Q: What types of patients might benefit from EMDR?

A: EMDR was originally developed to treat PTSD (Post Traumatic Stress Disorder) often seen in combat veterans, but has since been researched and applied to many other conditions including anxiety (panic, phobias, performance, social), depression, personality disorders, grief and loss, (chronic) pain, dissociation, compulsive or addictive behaviors, and any kind of disturbing memories.

Q: Can you share some success stories you have seen with EMDR?

A: In a relatively short amount of time I have helped individuals overcome fear of driving after experiencing motor vehicle accidents; I have facilitated people coming to terms with the loss of a loved one, for example by suicide, illness, or accidents; or helped people overcome traumatic memories of health-related experiences such as cardiac arrests, medical procedures, or diagnoses.

I work longer term with individuals who have been exposed to multiple traumas, and have successfully treated war veterans, children of alcoholic, abusive, or mentally ill parents, sexual abuse survivors, or survivors of domestic violence.

In virtually all of these cases clients expressed a sense of hopelessness and helplessness at the start of therapy, and it was incredibly rewarding to see them grow and become increasingly empowered over the course of treatment.

The moment they share with me that they were able to sleep, noticed a significant reduction in panic or anxiety, have felt more energized and less depressed, have better relationships, are able to stand up for themselves, understand themselves better, and feel hopeful about their future, consistently reaffirm for me how powerful EMDR can be.

I particularly remember one client with a significant trauma history starting in childhood tearfully telling me at the conclusion of an EMDR session that, "My voice is powerful" and "I matter" after spending years believing that she is not important or worthy.

Q: Why is EMDR a good treatment option for veterans with PTSD? Why do some other treatments fail to help veterans with PTSD?

A: Sometimes people (including veterans) are referred to our office for EMDR when more traditional forms of therapy have failed to yield significant progress. This has to do with the neurobiology of trauma. Traumatic memories are stored differently in the brain and may not necessarily be accessed or worked through by just "talking about it."

In fact, traditional talk therapy may at times do more harm than good, because it can potentially re-traumatize individuals. In addition, there are often "no words to describe" the trauma, or the events are literally "unspeakable."

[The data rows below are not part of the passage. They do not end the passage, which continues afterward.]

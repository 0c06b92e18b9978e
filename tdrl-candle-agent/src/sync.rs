//! Synchronization of target networks.
//!
//! A target network has the same topology as its live network, so the two
//! [`VarMap`]s hold variables of the same names and shapes. Target networks are
//! written only through the functions in this module.
use anyhow::{anyhow, bail, Result};
use candle_nn::VarMap;
use log::trace;
use serde::{Deserialize, Serialize};

fn check_distinct(dest: &VarMap, src: &VarMap) -> Result<()> {
    if std::ptr::eq(dest.data(), src.data()) {
        bail!("The source and the destination of synchronization are the same VarMap");
    }
    Ok(())
}

/// Copies the variables of `src` into `dest`.
///
/// Variables are identified by their names.
pub fn hard_copy(dest: &VarMap, src: &VarMap) -> Result<()> {
    check_distinct(dest, src)?;
    let dest = dest.data().lock().map_err(|e| anyhow!("{}", e))?;
    let src = src.data().lock().map_err(|e| anyhow!("{}", e))?;

    for (k_dest, v_dest) in dest.iter() {
        let v_src = src
            .get(k_dest)
            .ok_or_else(|| anyhow!("Variable {} is not in the source", k_dest))?;
        v_dest.set(v_src.as_tensor())?;
    }
    trace!("Copied {} variables", dest.len());

    Ok(())
}

/// Apply soft update on variables.
///
/// Variables are identified by their names.
///
/// dest = tau * src + (1.0 - tau) * dest
pub fn track(dest: &VarMap, src: &VarMap, tau: f64) -> Result<()> {
    check_distinct(dest, src)?;
    let dest = dest.data().lock().map_err(|e| anyhow!("{}", e))?;
    let src = src.data().lock().map_err(|e| anyhow!("{}", e))?;

    for (k_dest, v_dest) in dest.iter() {
        let v_src = src
            .get(k_dest)
            .ok_or_else(|| anyhow!("Variable {} is not in the source", k_dest))?;
        let t_src = v_src.as_tensor();
        let t_dest = v_dest.as_tensor();
        let t_dest = ((tau * t_src)? + ((1.0 - tau) * t_dest)?)?;
        v_dest.set(&t_dest)?;
    }
    trace!("Tracked {} variables with tau = {}", dest.len(), tau);

    Ok(())
}

/// How target networks follow live networks.
#[derive(Debug, Deserialize, Serialize, PartialEq, Clone)]
pub enum SyncPolicy {
    /// Copies the live network every `interval` optimization steps.
    Hard {
        /// Interval in optimization steps.
        interval: usize,
    },

    /// Moves the target network toward the live network on every optimization step,
    /// `target = tau * live + (1 - tau) * target`.
    Soft {
        /// Soft update coefficient in `[0, 1]`.
        tau: f64,
    },
}

impl Default for SyncPolicy {
    fn default() -> Self {
        Self::Soft { tau: 0.005 }
    }
}

impl SyncPolicy {
    /// Updates `target` from `live` regardless of the interval.
    pub fn apply(&self, live: &VarMap, target: &VarMap) -> Result<()> {
        match self {
            Self::Hard { .. } => hard_copy(target, live),
            Self::Soft { tau } => track(target, live, *tau),
        }
    }

    fn check(&self) -> Result<()> {
        match self {
            Self::Hard { interval } if *interval == 0 => {
                bail!("Interval of hard synchronization must be positive")
            }
            Self::Soft { tau } if !(0.0..=1.0).contains(tau) => {
                bail!("tau must be in [0, 1], got {}", tau)
            }
            _ => Ok(()),
        }
    }
}

/// Applies a [`SyncPolicy`] to pairs of live and target networks on a schedule
/// of optimization steps.
///
/// [`SyncPolicy::Hard`] syncs on every `interval`-th call of [`TargetSync::step`],
/// [`SyncPolicy::Soft`] on every call. All pairs given to a call are updated
/// together.
#[derive(Debug, Clone)]
pub struct TargetSync {
    policy: SyncPolicy,
    n_steps: usize,
}

impl TargetSync {
    /// Constructs the synchronizer.
    ///
    /// Fails if the interval is zero or `tau` is out of `[0, 1]`.
    pub fn new(policy: SyncPolicy) -> Result<Self> {
        policy.check()?;
        Ok(Self { policy, n_steps: 0 })
    }

    /// Returns the policy.
    pub fn policy(&self) -> &SyncPolicy {
        &self.policy
    }

    /// Counts an optimization step and updates the target networks if it is due.
    ///
    /// Each pair is `(live, target)`. Returns `true` if the targets were updated.
    pub fn step(&mut self, pairs: &[(&VarMap, &VarMap)]) -> Result<bool> {
        self.n_steps += 1;
        let is_due = match &self.policy {
            SyncPolicy::Hard { interval } => self.n_steps % interval == 0,
            SyncPolicy::Soft { .. } => true,
        };

        if is_due {
            for (live, target) in pairs.iter() {
                self.policy.apply(live, target)?;
            }
        }

        Ok(is_due)
    }
}

#[cfg(test)]
mod tests {
    use super::*;
    use candle_core::{DType, Device, Tensor};
    use candle_nn::Init;

    fn varmap(w: &[f32], b: &[f32]) -> Result<VarMap> {
        let vm = VarMap::new();
        for (name, v) in [("w", w), ("b", b)].iter() {
            vm.get((v.len(),), name, Init::Const(0.), DType::F32, &Device::Cpu)?;
            let t = Tensor::from_slice(v, (v.len(),), &Device::Cpu)?;
            vm.data().lock().unwrap().get(*name).unwrap().set(&t)?;
        }
        Ok(vm)
    }

    fn values(vm: &VarMap, name: &str) -> Vec<f32> {
        vm.data()
            .lock()
            .unwrap()
            .get(name)
            .unwrap()
            .as_tensor()
            .to_vec1::<f32>()
            .unwrap()
    }

    fn assert_close(x: &[f32], y: &[f32]) {
        assert_eq!(x.len(), y.len());
        for (a, b) in x.iter().zip(y.iter()) {
            assert!((a - b).abs() < 1e-6, "{:?} != {:?}", x, y);
        }
    }

    #[test]
    fn test_hard_copy() -> Result<()> {
        let live = varmap(&[1.0, 2.0, 3.0], &[0.5])?;
        let target = varmap(&[4.0, 5.0, 6.0], &[-0.5])?;
        hard_copy(&target, &live)?;
        assert_eq!(values(&target, "w"), vec![1.0, 2.0, 3.0]);
        assert_eq!(values(&target, "b"), vec![0.5]);

        // The copy does not alias the live variables.
        let t = Tensor::from_slice(&[7f32, 8.0, 9.0], (3,), &Device::Cpu)?;
        live.data().lock().unwrap().get("w").unwrap().set(&t)?;
        assert_eq!(values(&target, "w"), vec![1.0, 2.0, 3.0]);
        Ok(())
    }

    #[test]
    fn test_track() -> Result<()> {
        let live = varmap(&[1.0, 2.0, 3.0], &[0.0])?;

        let target = varmap(&[4.0, 5.0, 6.0], &[1.0])?;
        track(&target, &live, 1.0)?;
        assert_close(&values(&target, "w"), &[1.0, 2.0, 3.0]);

        let target = varmap(&[4.0, 5.0, 6.0], &[1.0])?;
        track(&target, &live, 0.0)?;
        assert_close(&values(&target, "w"), &[4.0, 5.0, 6.0]);

        let target = varmap(&[4.0, 5.0, 6.0], &[1.0])?;
        track(&target, &live, 0.7)?;
        assert_close(&values(&target, "w"), &[1.9, 2.9, 3.9]);
        assert_close(&values(&target, "b"), &[0.3]);
        Ok(())
    }

    #[test]
    fn test_same_varmap_is_an_error() -> Result<()> {
        let vm = varmap(&[1.0], &[0.0])?;
        assert!(hard_copy(&vm, &vm).is_err());
        assert!(track(&vm, &vm.clone(), 0.5).is_err());
        Ok(())
    }

    #[test]
    fn test_missing_variable_is_an_error() -> Result<()> {
        let live = VarMap::new();
        live.get((1,), "w", Init::Const(0.), DType::F32, &Device::Cpu)?;
        let target = varmap(&[1.0], &[0.0])?;
        assert!(hard_copy(&target, &live).is_err());
        Ok(())
    }

    #[test]
    fn test_hard_interval() -> Result<()> {
        let live = varmap(&[1.0], &[1.0])?;
        let target = varmap(&[0.0], &[0.0])?;
        let mut sync = TargetSync::new(SyncPolicy::Hard { interval: 3 })?;

        let synced = (0..6)
            .map(|_| sync.step(&[(&live, &target)]))
            .collect::<Result<Vec<_>>>()?;
        assert_eq!(synced, vec![false, false, true, false, false, true]);
        assert_eq!(values(&target, "w"), vec![1.0]);
        Ok(())
    }

    #[test]
    fn test_soft_updates_all_pairs() -> Result<()> {
        let live1 = varmap(&[1.0], &[1.0])?;
        let target1 = varmap(&[0.0], &[0.0])?;
        let live2 = varmap(&[2.0], &[2.0])?;
        let target2 = varmap(&[0.0], &[0.0])?;
        let mut sync = TargetSync::new(SyncPolicy::Soft { tau: 0.5 })?;

        assert!(sync.step(&[(&live1, &target1), (&live2, &target2)])?);
        assert_close(&values(&target1, "w"), &[0.5]);
        assert_close(&values(&target2, "w"), &[1.0]);
        Ok(())
    }

    #[test]
    fn test_invalid_policy() {
        assert!(TargetSync::new(SyncPolicy::Hard { interval: 0 }).is_err());
        assert!(TargetSync::new(SyncPolicy::Soft { tau: 1.5 }).is_err());
        assert!(TargetSync::new(SyncPolicy::Soft { tau: 1.0 }).is_ok());
    }
}
use super::Evaluator;
use crate::{record::Record, Env, Policy};
use anyhow::Result;

/// Runs a fixed number of episodes and returns the average return as
/// `"eval_return"`.
///
/// The `ix`-th episode starts with [`Env::reset_with_index`], so every evaluation
/// sees the same initial states.
///
/// # Examples
///
/// ```ignore
/// let mut evaluator = DefaultEvaluator::new(CartPole::build(&config, 0)?, 5)?;
/// let record = evaluator.evaluate(&mut agent)?;
/// println!("Average return: {}", record.get_scalar("eval_return")?);
/// ```
pub struct DefaultEvaluator<E: Env> {
    n_episodes: usize,
    env: E,
}

impl<E: Env> Evaluator<E> for DefaultEvaluator<E> {
    fn evaluate<P: Policy<E>>(&mut self, policy: &mut P) -> Result<Record> {
        let mut r_total = 0f32;

        for ix in 0..self.n_episodes {
            let mut prev_obs = self.env.reset_with_index(ix)?;

            loop {
                let act = policy.sample(&prev_obs)?;
                let (step, _) = self.env.step(&act)?;
                r_total += step.reward[0];
                if step.is_done() {
                    break;
                }
                prev_obs = step.obs;
            }
        }

        Ok(Record::from_scalar(
            "eval_return",
            r_total / self.n_episodes as f32,
        ))
    }
}

impl<E: Env> DefaultEvaluator<E> {
    /// Constructs an evaluator running `n_episodes` episodes on `env`.
    pub fn new(env: E, n_episodes: usize) -> Result<Self> {
        if n_episodes == 0 {
            anyhow::bail!("n_episodes must be positive");
        }
        Ok(Self { n_episodes, env })
    }
}
//! Utilities.
use anyhow::Result;
use candle_core::{DType, Device, Tensor};
use candle_nn::loss::mse;
use serde::{Deserialize, Serialize};
use std::convert::TryFrom;
use tdrl_core::error::TdrlError;

/// Critic loss type.
#[allow(clippy::upper_case_acronyms)]
#[derive(Debug, Deserialize, Serialize, PartialEq, Clone)]
pub enum CriticLoss {
    /// Mean squared error.
    Mse,

    /// Smooth L1 loss.
    SmoothL1,
}

impl Default for CriticLoss {
    fn default() -> Self {
        Self::Mse
    }
}

impl CriticLoss {
    /// Computes the loss between predictions and (detached) targets.
    pub fn loss(&self, pred: &Tensor, tgt: &Tensor) -> Result<Tensor> {
        match self {
            Self::Mse => Ok(mse(pred, tgt)?),
            Self::SmoothL1 => Ok(smooth_l1_loss(pred, tgt)?),
        }
    }
}

/// Interface for handling output dimensions.
pub trait OutDim {
    /// Returns the output dimension.
    fn get_out_dim(&self) -> usize;

    /// Sets the  output dimension.
    fn set_out_dim(&mut self, v: usize);
}

/// See <https://pytorch.org/docs/stable/generated/torch.nn.SmoothL1Loss.html>.
pub fn smooth_l1_loss(x: &Tensor, y: &Tensor) -> Result<Tensor, candle_core::Error> {
    let device = x.device();
    let d = (x - y)?.abs()?;
    let m1 = d.lt(1.0)?.to_dtype(DType::F32)?.to_device(device)?;
    let m2 = Tensor::try_from(1f32)?
        .to_device(device)?
        .broadcast_sub(&m1)?;
    (((0.5 * m1)? * d.powf(2.0))? + m2 * (d - 0.5))?.mean_all()
}

/// Returns the scalar value of a loss, or [`TdrlError::NonFiniteLoss`] if it is
/// NaN or infinite.
pub fn finite_loss(name: &str, loss: &Tensor) -> Result<f32> {
    let value = loss.to_dtype(DType::F32)?.to_scalar::<f32>()?;
    Ok(TdrlError::check_finite(name, value)?)
}

/// Converts rewards of a batch into a tensor of shape `[batch_size]`.
pub fn reward(reward: &[f32], device: &Device) -> Result<Tensor> {
    Ok(Tensor::from_slice(reward, (reward.len(),), device)?)
}

/// Converts episode end flags of a batch into a `u8` mask of shape `[batch_size]`.
///
/// A transition ends an episode if it is terminated or truncated.
pub fn is_done(is_terminated: &[i8], is_truncated: &[i8], device: &Device) -> Result<Tensor> {
    let done = is_terminated
        .iter()
        .zip(is_truncated.iter())
        .map(|(e1, e2)| (*e1 | *e2) as u8)
        .collect::<Vec<_>>();
    Ok(Tensor::from_slice(&done[..], (done.len(),), device)?)
}

#[cfg(test)]
mod tests {
    use super::*;

    #[test]
    fn test_smooth_l1_loss() -> Result<()> {
        let x = Tensor::new(&[0f32, 0.0], &Device::Cpu)?;
        let y = Tensor::new(&[0.5f32, 3.0], &Device::Cpu)?;
        let loss = smooth_l1_loss(&x, &y)?.to_scalar::<f32>()?;

        // (0.5 * 0.25 + (3.0 - 0.5)) / 2
        assert!((loss - 1.3125).abs() < 1e-6);
        Ok(())
    }

    #[test]
    fn test_finite_loss() -> Result<()> {
        let loss = Tensor::new(1.5f32, &Device::Cpu)?;
        assert_eq!(finite_loss("loss_critic", &loss)?, 1.5);

        let loss = Tensor::new(f32::NAN, &Device::Cpu)?;
        let err = finite_loss("loss_critic", &loss).unwrap_err();
        assert!(matches!(
            err.downcast_ref::<TdrlError>(),
            Some(TdrlError::NonFiniteLoss { .. })
        ));
        Ok(())
    }

    #[test]
    fn test_is_done() -> Result<()> {
        let done = is_done(&[0, 1, 0, 1], &[0, 0, 1, 1], &Device::Cpu)?;
        assert_eq!(done.to_vec1::<u8>()?, vec![0, 1, 1, 1]);
        Ok(())
    }
}
//! Replay buffer interface.
//!
//! Storing experiences and generating batches are separated into two traits.
//! A training loop pushes items through [`ExperienceBufferBase`], an agent
//! takes batches through [`ReplayBufferBase`].
use anyhow::Result;

/// Interface for buffers that store experiences from environments.
///
/// # Examples
///
/// ```ignore
/// struct SimpleBuffer<T> {
///     items: Vec<T>,
/// }
///
/// impl<T> ExperienceBufferBase for SimpleBuffer<T> {
///     type Item = T;
///
///     fn push(&mut self, tr: T) -> Result<()> {
///         self.items.push(tr);
///         Ok(())
///     }
///
///     fn len(&self) -> usize {
///         self.items.len()
///     }
/// }
/// ```
pub trait ExperienceBufferBase {
    /// The type of items stored in the buffer.
    type Item;

    /// Pushes a new experience into the buffer.
    ///
    /// The buffer takes ownership of the item and never mutates it afterwards.
    fn push(&mut self, tr: Self::Item) -> Result<()>;

    /// Returns the current number of experiences in the buffer.
    fn len(&self) -> usize;

    /// Returns `true` if the buffer holds no experience.
    fn is_empty(&self) -> bool {
        self.len() == 0
    }
}

/// Interface for replay buffers that generate batches for training.
pub trait ReplayBufferBase {
    /// Configuration parameters for the replay buffer.
    type Config: Clone;

    /// The type of batch generated for training.
    type Batch;

    /// Builds a new replay buffer from the given configuration.
    fn build(config: &Self::Config) -> Self;

    /// Constructs a batch of `size` experiences for training.
    ///
    /// Fails with [`TdrlError::InsufficientData`] if the buffer does not hold
    /// enough experiences that can be sampled.
    ///
    /// [`TdrlError::InsufficientData`]: crate::error::TdrlError::InsufficientData
    fn batch(&mut self, size: usize) -> Result<Self::Batch>;
}
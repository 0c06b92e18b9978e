//! Catching a falling ball, observed as pixels.
use crate::{DiscreteAct, FrameObs};
use anyhow::{bail, Result};
use rand::{rngs::StdRng, Rng, SeedableRng};
use serde::{Deserialize, Serialize};
use std::path::Path;
use tdrl_core::{record::Record, yaml, ActionSpace, Env, Step};

/// Configuration of [`Catch`].
#[derive(Clone, Debug, Deserialize, Serialize, PartialEq)]
pub struct CatchConfig {
    /// Height of the screen.
    pub height: usize,

    /// Width of the screen.
    pub width: usize,

    /// The number of stacked frames in an observation.
    pub stack: usize,
}

impl Default for CatchConfig {
    fn default() -> Self {
        Self {
            height: 10,
            width: 5,
            stack: 4,
        }
    }
}

impl CatchConfig {
    /// Sets the height of the screen.
    pub fn height(mut self, v: usize) -> Self {
        self.height = v;
        self
    }

    /// Sets the width of the screen.
    pub fn width(mut self, v: usize) -> Self {
        self.width = v;
        self
    }

    /// Sets the number of stacked frames.
    pub fn stack(mut self, v: usize) -> Self {
        self.stack = v;
        self
    }

    /// Shape of a frame, `[height, width]`.
    pub fn frame_shape(&self) -> Vec<usize> {
        vec![self.height, self.width]
    }

    /// Loads [`CatchConfig`] from YAML file.
    pub fn load(path: impl AsRef<Path>) -> Result<Self> {
        yaml::load(path)
    }

    /// Saves [`CatchConfig`] as YAML file.
    pub fn save(&self, path: impl AsRef<Path>) -> Result<()> {
        yaml::save(self, path)
    }
}

/// A ball falls one row per step from a random column of the top row.
///
/// The paddle on the bottom row moves left (action 0), stays (action 1) or
/// moves right (action 2). When the ball reaches the bottom row the episode
/// terminates with reward 1 if the paddle is under the ball and -1 otherwise.
/// Other steps give reward 0.
///
/// Pixels of the ball and the paddle are 255, the others 0. The observation
/// stacks the latest `stack` frames. At reset, the initial frame is repeated.
pub struct Catch {
    height: usize,
    width: usize,
    stack: usize,
    ball: (usize, usize),
    paddle: usize,
    obs: FrameObs,
    rng: StdRng,
}

impl Catch {
    fn frame(&self) -> Vec<u8> {
        let mut frame = vec![0u8; self.height * self.width];
        let (row, col) = self.ball;
        frame[row * self.width + col] = 255;
        frame[(self.height - 1) * self.width + self.paddle] = 255;
        frame
    }
}

impl Env for Catch {
    type Config = CatchConfig;
    type Obs = FrameObs;
    type Act = DiscreteAct;
    type Info = ();

    fn build(config: &Self::Config, seed: i64) -> Result<Self> {
        if config.height < 2 || config.width == 0 || config.stack == 0 {
            bail!("Invalid configuration of Catch: {:?}", config);
        }
        let mut env = Self {
            height: config.height,
            width: config.width,
            stack: config.stack,
            ball: (0, 0),
            paddle: config.width / 2,
            obs: FrameObs::repeat(&[], 0, 0, 0),
            rng: StdRng::seed_from_u64(seed as u64),
        };
        env.obs = FrameObs::repeat(&env.frame(), env.stack, env.height, env.width);
        Ok(env)
    }

    fn action_space(&self) -> ActionSpace {
        ActionSpace::Discrete { n: 3 }
    }

    fn reset(&mut self, seed: Option<u64>) -> Result<FrameObs> {
        if let Some(seed) = seed {
            self.rng = StdRng::seed_from_u64(seed);
        }
        self.ball = (0, self.rng.gen_range(0..self.width));
        self.paddle = self.width / 2;
        self.obs = FrameObs::repeat(&self.frame(), self.stack, self.height, self.width);
        Ok(self.obs.clone())
    }

    fn step(&mut self, a: &DiscreteAct) -> Result<(Step<Self>, Record)> {
        self.action_space().check_discrete(a.0)?;

        self.paddle = match a.0 {
            0 => self.paddle.saturating_sub(1),
            2 => (self.paddle + 1).min(self.width - 1),
            _ => self.paddle,
        };
        self.ball.0 = (self.ball.0 + 1).min(self.height - 1);
        let frame = self.frame();
        self.obs.push_frame(&frame);

        let is_terminated = self.ball.0 == self.height - 1;
        let reward = match (is_terminated, self.ball.1 == self.paddle) {
            (false, _) => 0.0,
            (true, true) => 1.0,
            (true, false) => -1.0,
        };
        let step = Step::new(
            self.obs.clone(),
            *a,
            vec![reward],
            vec![is_terminated as i8],
            vec![0],
            (),
            None,
        );

        Ok((step, Record::empty()))
    }
}

#[cfg(test)]
mod tests {
    use super::*;
    use tdrl_core::replay_buffer::LatestFrame;

    fn ball_col(obs: &FrameObs) -> usize {
        let frame = obs.latest_frame();
        frame[..obs.width]
            .iter()
            .position(|v| *v == 255)
            .unwrap_or(usize::MAX)
    }

    #[test]
    fn test_reset_repeats_initial_frame() -> Result<()> {
        let mut env = Catch::build(&CatchConfig::default(), 0)?;
        let obs = env.reset(None)?;
        assert_eq!(obs.frames.len(), 4 * 10 * 5);
        let n = 10 * 5;
        for i in 1..4 {
            assert_eq!(obs.frames[..n], obs.frames[i * n..(i + 1) * n]);
        }
        assert_eq!(obs.frames.iter().filter(|v| **v == 255).count(), 4 * 2);
        Ok(())
    }

    #[test]
    fn test_following_the_ball_catches_it() -> Result<()> {
        let mut env = Catch::build(&CatchConfig::default(), 0)?;
        for seed in 0..5 {
            let obs = env.reset(Some(seed))?;
            let col = ball_col(&obs);
            let mut ret = 0.0;
            for t in 1..10 {
                let a = match env.paddle {
                    p if p < col => 2,
                    p if p > col => 0,
                    _ => 1,
                };
                let (step, _) = env.step(&DiscreteAct(a))?;
                ret += step.reward[0];
                assert_eq!(step.is_terminated[0] == 1, t == 9);
            }
            assert_eq!(ret, 1.0);
        }
        Ok(())
    }

    #[test]
    fn test_missing_the_ball() -> Result<()> {
        let config = CatchConfig::default().width(3).height(4);
        let mut env = Catch::build(&config, 0)?;
        let obs = env.reset(Some(1))?;
        let col = ball_col(&obs);
        let a = if col == 0 { 2 } else { 0 };
        let mut ret = 0.0;
        for _ in 0..3 {
            ret += env.step(&DiscreteAct(a))?.0.reward[0];
        }
        assert_eq!(ret, -1.0);
        Ok(())
    }

    #[test]
    fn test_invalid_action() -> Result<()> {
        let mut env = Catch::build(&CatchConfig::default(), 0)?;
        env.reset(None)?;
        assert!(env.step(&DiscreteAct(3)).is_err());
        Ok(())
    }
}
//! Exploration strategy of DQN.
use anyhow::Result;
use candle_core::{shape::D, DType, Tensor};
use rand::Rng;
use serde::{Deserialize, Serialize};
use tdrl_core::schedule::ExplorationSchedule;

/// Epsilon-greedy explorer for DQN.
///
/// The probability of a random action follows `schedule` over the global
/// environment step. `seed` initializes the random number generator of the agent.
#[derive(Debug, Deserialize, Serialize, PartialEq, Clone)]
pub struct EpsilonGreedy {
    /// Epsilon as a function of the environment step.
    pub schedule: ExplorationSchedule,

    /// Random seed of action selection.
    pub seed: u64,
}

impl Default for EpsilonGreedy {
    fn default() -> Self {
        Self {
            schedule: ExplorationSchedule::default(),
            seed: 42,
        }
    }
}

impl EpsilonGreedy {
    /// Constructs epsilon-greedy explorer.
    pub fn new(schedule: ExplorationSchedule, seed: u64) -> Self {
        Self { schedule, seed }
    }

    /// Takes an action based on action values `q` of shape `[batch_size, n_actions]`.
    ///
    /// Returns an `i64` tensor of shape `[batch_size]` and the epsilon at `env_steps`.
    /// With probability epsilon, all actions in the batch are drawn uniformly
    /// from `0..n_actions`. Otherwise they are the `argmax` of `q`.
    pub fn action(&self, q: &Tensor, env_steps: usize, rng: &mut impl Rng) -> Result<(Tensor, f64)> {
        let eps = self.schedule.value_at(env_steps);
        let is_random = rng.gen::<f64>() < eps;

        let act = if is_random {
            let (n_samples, n_actions) = q.dims2()?;
            let act = (0..n_samples)
                .map(|_| rng.gen_range(0..n_actions) as i64)
                .collect::<Vec<_>>();
            Tensor::from_vec(act, (n_samples,), q.device())?
        } else {
            greedy(q)?
        };

        Ok((act, eps))
    }
}

/// Returns the `argmax` of action values as an `i64` tensor of shape `[batch_size]`.
pub(super) fn greedy(q: &Tensor) -> Result<Tensor> {
    Ok(q.argmax(D::Minus1)?.to_dtype(DType::I64)?)
}

#[cfg(test)]
mod tests {
    use super::*;
    use candle_core::Device;
    use rand::{rngs::StdRng, SeedableRng};

    fn q() -> Result<Tensor> {
        Ok(Tensor::new(&[[0f32, 1.0, 5.0, 2.0]], &Device::Cpu)?)
    }

    #[test]
    fn test_greedy_at_zero_epsilon() -> Result<()> {
        let explorer = EpsilonGreedy::new(ExplorationSchedule::Constant(0.0), 0);
        let mut rng = StdRng::seed_from_u64(0);
        for step in 0..100 {
            let (a, eps) = explorer.action(&q()?, step, &mut rng)?;
            assert_eq!(a.to_vec1::<i64>()?, vec![2]);
            assert_eq!(eps, 0.0);
        }
        Ok(())
    }

    #[test]
    fn test_uniform_at_epsilon_one() -> Result<()> {
        let explorer = EpsilonGreedy::new(ExplorationSchedule::Constant(1.0), 0);
        let mut rng = StdRng::seed_from_u64(0);
        let mut counts = [0usize; 4];
        for step in 0..4000 {
            let (a, _) = explorer.action(&q()?, step, &mut rng)?;
            counts[a.to_vec1::<i64>()?[0] as usize] += 1;
        }
        assert!(counts.iter().all(|&c| c > 800 && c < 1200), "{:?}", counts);
        Ok(())
    }

    #[test]
    fn test_epsilon_follows_schedule() -> Result<()> {
        let schedule = ExplorationSchedule::Exponential {
            eps_start: 1.0,
            eps_end: 0.05,
            decay: 100.0,
        };
        let explorer = EpsilonGreedy::new(schedule.clone(), 0);
        let mut rng = StdRng::seed_from_u64(0);
        for step in [0, 50, 100, 1000].iter() {
            let (_, eps) = explorer.action(&q()?, *step, &mut rng)?;
            assert_eq!(eps, schedule.value_at(*step));
        }
        Ok(())
    }
}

One of the benefits of EMDR is that no words are needed to process or work through traumatic memories. It is a physiologically-based treatment approach, meaning that we trust the healing powers of our own brain and nervous system. After all, when we fall down and scrape our knee, we don't have to "tell" our knee to bleed to clean the wound, form a crust to protect the injury, and create new skin. The body knows how to heal - and no words are necessary. The same is true for traumatic memories. EMDR facilitates people's own ability to heal them selves.

For veterans specifically it is noteworthy that the Department of Veterans Affairs and Department of Defense placed EMDR in the "A" category as "strongly recommended" for the treatment of trauma.

Q: Where can readers find more information about EMDR?

A: The EMDR institute has a website with information for the public at emdr.com. General information and research about the efficacy of EMDR can be found at the EMDR Research Foundation's website as well: emdrresearchfoundation.org

The U.S. Department of Veterans Affairs also provides a section about EMDR for the treatment of PTSD in war veterans: www.ptsd.va.gov/public/treatment/therapy-med/emdr-for-ptsd.asp

On our website, we also provide a video explaining what EMDR is: www.oasis-mental-health.com/emdr.html

Marloes Verhoeven, Psy.D. is a licensed clinical psychologist who started her own practice (Oasis Mental Health, 1900 Ogden Ave, Suite 106, Aurora) in 2013 and was quickly joined by other clinicians who shared her passion to offer trauma-informed care to a growing population in the Western suburbs. There are currently four clinicians at Oasis who provide EMDR treatment to children, adolescents, and adults.